Aquello la dejó fuera de combate e hizo que le temblara el cuerpo. Elena sacudió la cabeza intentando despejarse.

—Puede salir sin que le acompañe. Mi padre llegará a casa de un momento a otro —mintió al cabo.

Sin esperar más por temor a verse atrapada nuevamente por él, giró haciendo alarde de gran confianza en sí misma y se retiró a la familiar seguridad del salón con las piernas temblándole.

Pero, alarmada, advirtió que con cada paso que daba podía escuchar el pausado y rítmico repiqueteo de las botas de Damon siguiéndola como un cazador que acecha a su presa.

Cuando llegó al salón dio media vuelta para encararse con él con los brazos cruzados sobre el pecho con firmeza. Por fortuna, pese a que había ido tras ella, lord Diabólico estimaba que, al menos por el momento, lo prudente era mantener una distancia segura. «Como si de algún modo supiera que ella no deseaba en realidad que se marchase.»

Rotherstone la miró con recelo mientras se llevaba la mano al bolsillo. Cuando la sacó de nuevo, por entre sus dedos cerrados asomaban los extremos del collar de zafiros.

—¿Por qué me lo has devuelto? —exigió saber, mirándola con ojos acusadores.

Ella tragó saliva con fuerza alzando ligeramente la barbilla.

—Me era del todo imposible aceptarlo. Devolverlo era lo correcto.

—¿Lo correcto? —repitió, haciendo una mueca levemente burlona—. ¿Te parezco un hombre con quien pueda jugarse, mi querida señorita Gilbert?

—No es un juego —repuso Elena con calma—. Si hay alguien que está jugando, ese es usted.

—¡Que me aspen si estoy jugando! —espetó—. No acepto que me lo devuelvas. 
Es tuyo. Me importa poco lo que hagas con él. —Lo arrojó a la mesa del fondo como si no fuera más que una baratija—. ¿Cómo te atreves a enviarme esa... esa... nota de rechazo sin ningún tipo de explicación? ¿Con quién te crees que estás tratando?

Elena procuró no dejarse apabullar por aquel despliegue de bravuconería y se obligó a mostrar una imagen de serenidad en la medida de lo posible.

—Le di una explicación en la nota.

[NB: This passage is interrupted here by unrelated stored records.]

use crate::geometry::{Slope, Surface};

/// Decoded background picture, pixels packed as 0x00RRGGBB.
pub struct Background {
    pub width: usize,
    pub height: usize,
    pub pixels: Vec<u32>,
}

/// Static level geometry, loaded once and never mutated.
pub struct World {
    pub surfaces: Vec<Surface>,
    pub slopes: Vec<Slope>,
    pub background: Option<Background>,
    pub width: f32,  // map size in pixels
    pub height: f32,
}
use rayon::{
    iter::{IndexedParallelIterator, ParallelIterator},
    slice::ParallelSliceMut,
};

use crate::{
    actor::Actor,
    camera::Camera,
    geometry::{Point, Rect, SurfaceType},
    world::{Background, World},
};

const OUTLINE: i32 = 3;

#[inline]
pub fn pack_rgb(r: u8, g: u8, b: u8) -> u32 {
    // BGRA8 in little-endian memory
    (b as u32) | ((g as u32) << 8) | ((r as u32) << 16)
    // Alpha at 0
}

pub fn surface_color(kind: SurfaceType) -> u32 {
    match kind {
        SurfaceType::Floor => pack_rgb(0, 0, 255),
        SurfaceType::Ceiling => pack_rgb(255, 0, 0),
        SurfaceType::LeftWall => pack_rgb(0, 255, 0),
        SurfaceType::RightWall => pack_rgb(255, 255, 0),
    }
}

/// Framebuffer plus its dimensions, for the drawing helpers below.
struct Canvas<'a> {
    buf: &'a mut [u32],
    width: usize,
    height: usize,
}

impl Canvas<'_> {
    /// Fills the half-open span [x0, x1) x [y0, y1), clipped to the buffer.
    fn fill(&mut self, x0: i32, y0: i32, x1: i32, y1: i32, color: u32) {
        let (x0, x1) = (x0.max(0), x1.min(self.width as i32));
        let (y0, y1) = (y0.max(0), y1.min(self.height as i32));
        if x0 >= x1 || y0 >= y1 {
            return;
        }
        for y in y0 as usize..y1 as usize {
            let row = y * self.width;
            self.buf[row + x0 as usize..row + x1 as usize].fill(color);
        }
    }

    fn outline(&mut self, r: Rect, thickness: i32, color: u32) {
        let x0 = r.left().round() as i32;
        let y0 = r.top().round() as i32;
        let x1 = r.right().round() as i32;
        let y1 = r.bottom().round() as i32;
        let t = thickness.min((x1 - x0) / 2).min((y1 - y0) / 2).max(1);

        self.fill(x0, y0, x1, y0 + t, color);
        self.fill(x0, y1 - t, x1, y1, color);
        self.fill(x0, y0, x0 + t, y1, color);
        self.fill(x1 - t, y0, x1, y1, color);
    }

    // Bresenham, stamping a square brush at each step
    fn line(&mut self, a: Point, b: Point, thickness: i32, color: u32) {
        let (mut x, mut y) = (a.x.round() as i32, a.y.round() as i32);
        let (xe, ye) = (b.x.round() as i32, b.y.round() as i32);
        let dx = (xe - x).abs();
        let dy = -(ye - y).abs();
        let sx = if x < xe { 1 } else { -1 };
        let sy = if y < ye { 1 } else { -1 };
        let mut err = dx + dy;
        let lo = thickness / 2;
        let hi = thickness - lo;

        loop {
            self.fill(x - lo, y - lo, x + hi, y + hi, color);
            if x == xe && y == ye {
                break;
            }
            let e2 = 2 * err;
            if e2 >= dy {
                err += dy;
                x += sx;
            }
            if e2 <= dx {
                err += dx;
                y += sy;
            }
        }
    }
}

fn shift(r: Rect, camera: &Camera) -> Rect {
    let [x, y] = camera.world_to_screen([r.x, r.y]);
    Rect::new(x, y, r.w, r.h)
}

fn shift_point(p: Point, camera: &Camera) -> Point {
    let [x, y] = camera.world_to_screen([p.x, p.y]);
    Point::new(x, y)
}

/// Copies the visible slice of the background, rows in parallel.
fn draw_background(buf: &mut [u32], width: usize, bg: &Background, camera: &Camera, clear: u32) {
    let scroll = camera.offset.abs().round() as usize;
    let copy_w = width.min(bg.width);

    buf.par_chunks_mut(width).enumerate().for_each(|(y, row)| {
        let src_y = y + scroll;
        if src_y >= bg.height {
            row.fill(clear);
            return;
        }
        let src = &bg.pixels[src_y * bg.width..src_y * bg.width + copy_w];
        row[..copy_w].copy_from_slice(src);
        row[copy_w..].fill(clear);
    });
}

pub fn render_frame(
    buf: &mut [u32],
    width: usize,
    height: usize,
    world: &World,
    camera: &Camera,
    actor: &Actor,
) {
    let clear = pack_rgb(0, 0, 0);
    match &world.background {
        Some(bg) => draw_background(buf, width, bg, camera, clear),
        None => buf.par_chunks_mut(width).for_each(|row| row.fill(clear)),
    }

    let mut canvas = Canvas { buf, width, height };

    for surface in &world.surfaces {
        canvas.outline(shift(surface.rect, camera), OUTLINE, surface_color(surface.kind));
    }

    let slope_color = pack_rgb(0, 0, 255);
    for slope in &world.slopes {
        canvas.line(
            shift_point(slope.start, camera),
            shift_point(slope.end, camera),
            OUTLINE,
            slope_color,
        );
    }

    let body = shift(actor.rect(), camera);
    canvas.fill(
        body.left().round() as i32,
        body.top().round() as i32,
        body.right().round() as i32,
        body.bottom().round() as i32,
        pack_rgb(0, 0, 255),
    );
}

Creo que dije con bastante claridad que presiento que no estamos hechos el uno para el otro.

—¿Por qué? —exigió saber Damon.

—Porque somos demasiado diferentes.

—¿En qué sentido? Defiende tu postura. ¡Demuéstrame que no estás siendo voluble y vanidosa como decía Carew!

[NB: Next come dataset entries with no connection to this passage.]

use crate::{Result, FabricError};
use dotenvy::dotenv;
use serde::{Deserialize, Serialize};
use std::env;

#[derive(Debug, Clone, Serialize, Deserialize)]
pub struct Config {
    pub api: ApiConfig,
    pub registry: RegistryConfig,
    pub gate: GateConfig,
    pub cost_guard: CostGuardConfig,
    pub store: StoreConfig,
}

#[derive(Debug, Clone, Serialize, Deserialize)]
pub struct ApiConfig {
    pub host: String,
    pub port: u16,
    pub allowed_origins: Vec<String>,
}

#[derive(Debug, Clone, Serialize, Deserialize)]
pub struct RegistryConfig {
    pub min_agents: usize,
    pub max_agents: usize,
    pub scale_up_threshold: usize,
    pub scale_down_threshold: usize,
}

#[derive(Debug, Clone, Serialize, Deserialize)]
pub struct GateConfig {
    pub approval_timeout_hours: i64,
}

#[derive(Debug, Clone, Serialize, Deserialize)]
pub struct CostGuardConfig {
    pub cache_ttl_secs: u64,
    /// Endpoint for the external-inference collaborator; when unset the
    /// guard serves a deterministic simulated response instead.
    pub external_inference_url: Option<String>,
}

#[derive(Debug, Clone, Serialize, Deserialize)]
pub struct StoreConfig {
    pub data_dir: String,
}

fn env_parsed<T: std::str::FromStr>(key: &str, default: T) -> T {
    env::var(key)
        .ok()
        .and_then(|v| v.parse().ok())
        .unwrap_or(default)
}

impl Config {
    pub fn load() -> Result<Self> {
        match dotenv() {
            Ok(path) => tracing::info!("Loaded .env file from: {:?}", path),
            Err(_) => tracing::debug!("No .env file found, using process environment"),
        }

        let min_agents = env_parsed("MIN_AGENTS", 4usize);
        let max_agents = env_parsed("MAX_AGENTS", 200usize);

        if min_agents == 0 {
            return Err(FabricError::ConfigurationError(
                "MIN_AGENTS must be at least 1".to_string(),
            ));
        }
        if min_agents > max_agents {
            return Err(FabricError::ConfigurationError(format!(
                "MIN_AGENTS ({min_agents}) cannot exceed MAX_AGENTS ({max_agents})"
            )));
        }

        let approval_timeout_hours = env_parsed(
            "APPROVAL_TIMEOUT_HOURS",
            crate::constants::DEFAULT_APPROVAL_TIMEOUT_HOURS,
        );
        if approval_timeout_hours <= 0 {
            return Err(FabricError::ConfigurationError(
                "APPROVAL_TIMEOUT_HOURS must be positive".to_string(),
            ));
        }

        let allowed_origins = env::var("ALLOWED_ORIGINS")
            .unwrap_or_else(|_| "http://localhost:3000,http://127.0.0.1:3000".to_string())
            .split(',')
            .map(|s| s.trim().to_string())
            .filter(|s| !s.is_empty())
            .collect();

        let external_inference_url = env::var("EXTERNAL_INFERENCE_URL")
            .ok()
            .filter(|s| !s.trim().is_empty());

        Ok(Config {
            api: ApiConfig {
                host: env::var("FABRIC_API_HOST").unwrap_or_else(|_| "127.0.0.1".to_string()),
                // FABRIC_API_PORT wins; plain PORT is honored for container
                // platforms that inject it.
                port: env_parsed("FABRIC_API_PORT", env_parsed("PORT", 5010u16)),
                allowed_origins,
            },
            registry: RegistryConfig {
                min_agents,
                max_agents,
                scale_up_threshold: env_parsed(
                    "SCALE_UP_THRESHOLD",
                    crate::constants::SCALE_UP_THRESHOLD,
                ),
                scale_down_threshold: env_parsed(
                    "SCALE_DOWN_THRESHOLD",
                    crate::constants::SCALE_DOWN_THRESHOLD,
                ),
            },
            gate: GateConfig {
                approval_timeout_hours,
            },
            cost_guard: CostGuardConfig {
                cache_ttl_secs: env_parsed(
                    "CACHE_TTL_SECONDS",
                    crate::constants::DEFAULT_CACHE_TTL_SECS,
                ),
                external_inference_url,
            },
            store: StoreConfig {
                data_dir: env::var("DATA_DIR").unwrap_or_else(|_| "data".to_string()),
            },
        })
    }
}

impl Default for Config {
    fn default() -> Self {
        Self {
            api: ApiConfig {
                host: "127.0.0.1".to_string(),
                port: 5010,
                allowed_origins: vec!["http://localhost:3000".to_string()],
            },
            registry: RegistryConfig {
                min_agents: 4,
                max_agents: 200,
                scale_up_threshold: crate::constants::SCALE_UP_THRESHOLD,
                scale_down_threshold: crate::constants::SCALE_DOWN_THRESHOLD,
            },
            gate: GateConfig {
                approval_timeout_hours: crate::constants::DEFAULT_APPROVAL_TIMEOUT_HOURS,
            },
            cost_guard: CostGuardConfig {
                cache_ttl_secs: crate::constants::DEFAULT_CACHE_TTL_SECS,
                external_inference_url: None,
            },
            store: StoreConfig {
                data_dir: "data".to_string(),
            },
        }
    }
}
/// Deterministic in-process worker.
///
/// Honors two task parameters used for drills and tests: `fail` (bool)
/// makes the attempt fail, `delay_ms` (u64) stalls the attempt.
pub struct LocalWorker;

#[async_trait]
impl Worker for LocalWorker {
    async fn execute(&self, task: &Task) -> anyhow::Result<WorkerResult> {
        if let Some(delay) = task.parameters.get("delay_ms").and_then(|v| v.as_u64()) {
            tokio::time::sleep(Duration::from_millis(delay)).await;
        }
        if task
            .parameters
            .get("fail")
            .and_then(|v| v.as_bool())
            .unwrap_or(false)
        {
            anyhow::bail!("worker failure requested for task {}", task.id);
        }
        Ok(WorkerResult {
            payload: serde_json::json!({
                "task_id": task.id,
                "task_type": task.task_type,
                "summary": format!("completed {}", task.task_type),
            }),
            confidence: 0.8,
        })
    }
}

#[derive(Debug, Clone, Copy, Serialize, PartialEq, Eq)]
#[serde(rename_all = "snake_case")]
pub enum WorkflowStatus {
    Completed,
    CompletedWithFailures,
}

#[derive(Debug, Clone, Serialize)]
pub struct TaskReport {
    pub task_id: String,
    pub task_type: String,
    pub state: TaskState,
    #[serde(skip_serializing_if = "Option::is_none")]
    pub agent_id: Option<String>,
    pub attempts: u32,
    #[serde(skip_serializing_if = "Option::is_none")]
    pub error: Option<String>,
}

#[derive(Debug, Clone, Serialize)]
pub struct WorkflowReport {
    pub workflow_id: String,
    pub status: WorkflowStatus,
    pub deadline_exceeded: bool,
    pub tasks: Vec<TaskReport>,
    /// Worker outputs in task-id (emission) order, not completion order.
    pub outputs: Vec<WorkerOutput>,
    pub finished_at: chrono::DateTime<chrono::Utc>,
}
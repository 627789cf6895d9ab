//! Output composer: fan-in of worker outputs into a single user-visible
//! response.
//!
//! Aggregate confidence below the floor, or a panel of outputs that all
//! failed, yields a synthetic failure response carrying the concatenated
//! failure reasons instead of an error.

use crate::{constants::MIN_COMPOSED_CONFIDENCE, models::WorkerOutput};
use serde::{Deserialize, Serialize};
use std::collections::HashMap;
use std::str::FromStr;

#[derive(Debug, Clone, Copy, Serialize, Deserialize, PartialEq, Eq)]
#[serde(rename_all = "snake_case")]
pub enum CompositionStrategy {
    Comprehensive,
    Best,
    Majority,
}

impl FromStr for CompositionStrategy {
    type Err = String;

    fn from_str(s: &str) -> std::result::Result<Self, Self::Err> {
        match s.to_lowercase().as_str() {
            "comprehensive" => Ok(CompositionStrategy::Comprehensive),
            "best" => Ok(CompositionStrategy::Best),
            "majority" => Ok(CompositionStrategy::Majority),
            _ => Err(format!("Unknown composition strategy: {s}")),
        }
    }
}

#[derive(Debug, Clone, Serialize)]
pub struct AnnotatedOutput {
    pub agent_id: String,
    pub agent_type: String,
    pub payload: serde_json::Value,
    pub confidence: f64,
}

#[derive(Debug, Clone, Serialize)]
pub struct ComposedOutput {
    pub success: bool,
    pub strategy: CompositionStrategy,
    /// The selected payload (best/majority) or all payloads (comprehensive).
    pub outputs: Vec<AnnotatedOutput>,
    pub confidence: f64,
    pub contributing_agents: usize,
    #[serde(skip_serializing_if = "Option::is_none")]
    pub failure_reason: Option<String>,
}

pub struct OutputComposer;

impl OutputComposer {
    pub fn new() -> Self {
        Self
    }

    /// Compose worker outputs under a strategy. `agent_scores` supplies the
    /// per-agent performance weights used by the comprehensive strategy;
    /// unknown agents weigh 1.0.
    pub fn compose(
        &self,
        outputs: &[WorkerOutput],
        strategy: CompositionStrategy,
        agent_scores: &HashMap<String, f64>,
    ) -> ComposedOutput {
        if outputs.is_empty() || outputs.iter().all(|o| !o.success) {
            return self.synthetic_failure(outputs, strategy);
        }

        let successful: Vec<&WorkerOutput> = outputs.iter().filter(|o| o.success).collect();

        let (selected, confidence) = match strategy {
            CompositionStrategy::Best => {
                let best = Self::pick_best(&successful);
                (vec![best], best.confidence)
            }
            CompositionStrategy::Majority => {
                let group = Self::pick_majority(&successful);
                let confidence =
                    group.iter().map(|o| o.confidence).sum::<f64>() / group.len() as f64;
                (group, confidence)
            }
            CompositionStrategy::Comprehensive => {
                let weighted: f64 = successful
                    .iter()
                    .map(|o| o.confidence * Self::weight(o, agent_scores))
                    .sum();
                let total_weight: f64 = successful
                    .iter()
                    .map(|o| Self::weight(o, agent_scores))
                    .sum();
                let confidence = if total_weight > 0.0 {
                    weighted / total_weight
                } else {
                    0.0
                };
                (successful.clone(), confidence)
            }
        };

        if confidence < MIN_COMPOSED_CONFIDENCE {
            return self.synthetic_failure(outputs, strategy);
        }

        ComposedOutput {
            success: true,
            strategy,
            outputs: selected
                .iter()
                .map(|o| AnnotatedOutput {
                    agent_id: o.agent_id.clone(),
                    agent_type: o.agent_type.clone(),
                    payload: o.payload.clone(),
                    confidence: o.confidence,
                })
                .collect(),
            confidence,
            contributing_agents: selected.len(),
            failure_reason: None,
        }
    }

    fn weight(output: &WorkerOutput, agent_scores: &HashMap<String, f64>) -> f64 {
        agent_scores.get(&output.agent_id).copied().unwrap_or(1.0)
    }

    /// Maximum confidence; ties broken by shortest processing time, then
    /// lexicographic agent id.
    fn pick_best<'a>(outputs: &[&'a WorkerOutput]) -> &'a WorkerOutput {
        outputs
            .iter()
            .min_by(|a, b| {
                b.confidence
                    .partial_cmp(&a.confidence)
                    .unwrap_or(std::cmp::Ordering::Equal)
                    .then_with(|| {
                        a.processing_time
                            .partial_cmp(&b.processing_time)
                            .unwrap_or(std::cmp::Ordering::Equal)
                    })
                    .then_with(|| a.agent_id.cmp(&b.agent_id))
            })
            .expect("pick_best called with at least one output")
    }

    /// Group by structural payload equality (canonical JSON), return the
    /// group with the largest summed confidence.
    fn pick_majority<'a>(outputs: &[&'a WorkerOutput]) -> Vec<&'a WorkerOutput> {
        let mut groups: HashMap<String, Vec<&WorkerOutput>> = HashMap::new();
        for output in outputs {
            let key = serde_json::to_string(&output.payload).unwrap_or_default();
            groups.entry(key).or_default().push(output);
        }

        groups
            .into_values()
            .max_by(|a, b| {
                let conf_a: f64 = a.iter().map(|o| o.confidence).sum();
                let conf_b: f64 = b.iter().map(|o| o.confidence).sum();
                conf_a
                    .partial_cmp(&conf_b)
                    .unwrap_or(std::cmp::Ordering::Equal)
                    // deterministic tie-break on the smallest member id
                    .then_with(|| {
                        let id_a = a.iter().map(|o| &o.agent_id).min();
                        let id_b = b.iter().map(|o| &o.agent_id).min();
                        id_b.cmp(&id_a)
                    })
            })
            .unwrap_or_default()
    }

    fn synthetic_failure(
        &self,
        outputs: &[WorkerOutput],
        strategy: CompositionStrategy,
    ) -> ComposedOutput {
        let reasons: Vec<String> = outputs
            .iter()
            .filter(|o| !o.success)
            .map(|o| {
                format!(
                    "{}: {}",
                    o.agent_id,
                    o.payload
                        .get("error")
                        .and_then(|e| e.as_str())
                        .unwrap_or("failed")
                )
            })
            .collect();

        ComposedOutput {
            success: false,
            strategy,
            outputs: Vec::new(),
            confidence: 0.0,
            contributing_agents: 0,
            failure_reason: Some(if reasons.is_empty() {
                "no usable worker outputs".to_string()
            } else {
                reasons.join("; ")
            }),
        }
    }
}

impl Default for OutputComposer {
    fn default() -> Self {
        Self::new()
    }
}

Elena respiró entrecortadamente al escuchar aquella provocación, pues reconocía dichos cargos.

—Tenemos valores muy diferentes, milord, tal y como le dije sin ambages en mi nota.

—¿Cómo es posible?

—¿Que cómo es posible? —se mofó—. ¡Usted frecuenta burdeles! ¡Se relaciona con libertinos! Trata a su propia familia como si fueran extraños y, si trata a su hermana de ese modo, estoy convencida de que será solo cuestión de tiempo que yo sufra la misma indiferencia por su parte a causa de alguna transgresión involuntaria.

—No sabes nada del asunto.

—¡Le pregunté y se negó a contármelo! Pidió mi mano pero ni siquiera desea que lo conozca. ¿Qué he de hacer con un hombre que afirma apreciar mi corazón pero que no comparte el suyo conmigo?

Elena prosiguió, envalentonada por la mirada atenta, aunque furiosa, del marqués.

—Tal vez usted se conforme con un matrimonio basado en la conveniencia, pero ya le dije que yo necesito más que eso... y no me refiero a posición ni riqueza. 

Discúlpeme si no me dejo deslumbrar por su fortuna y poder.

—Eso solo hace que te desee más —adujo sosegadamente. Su mirada se tornó más intensa cuando dio un paso hacia ella—. Vamos, Elena —la instó con voz profunda y tirante—. ¿Qué demonios más necesitas?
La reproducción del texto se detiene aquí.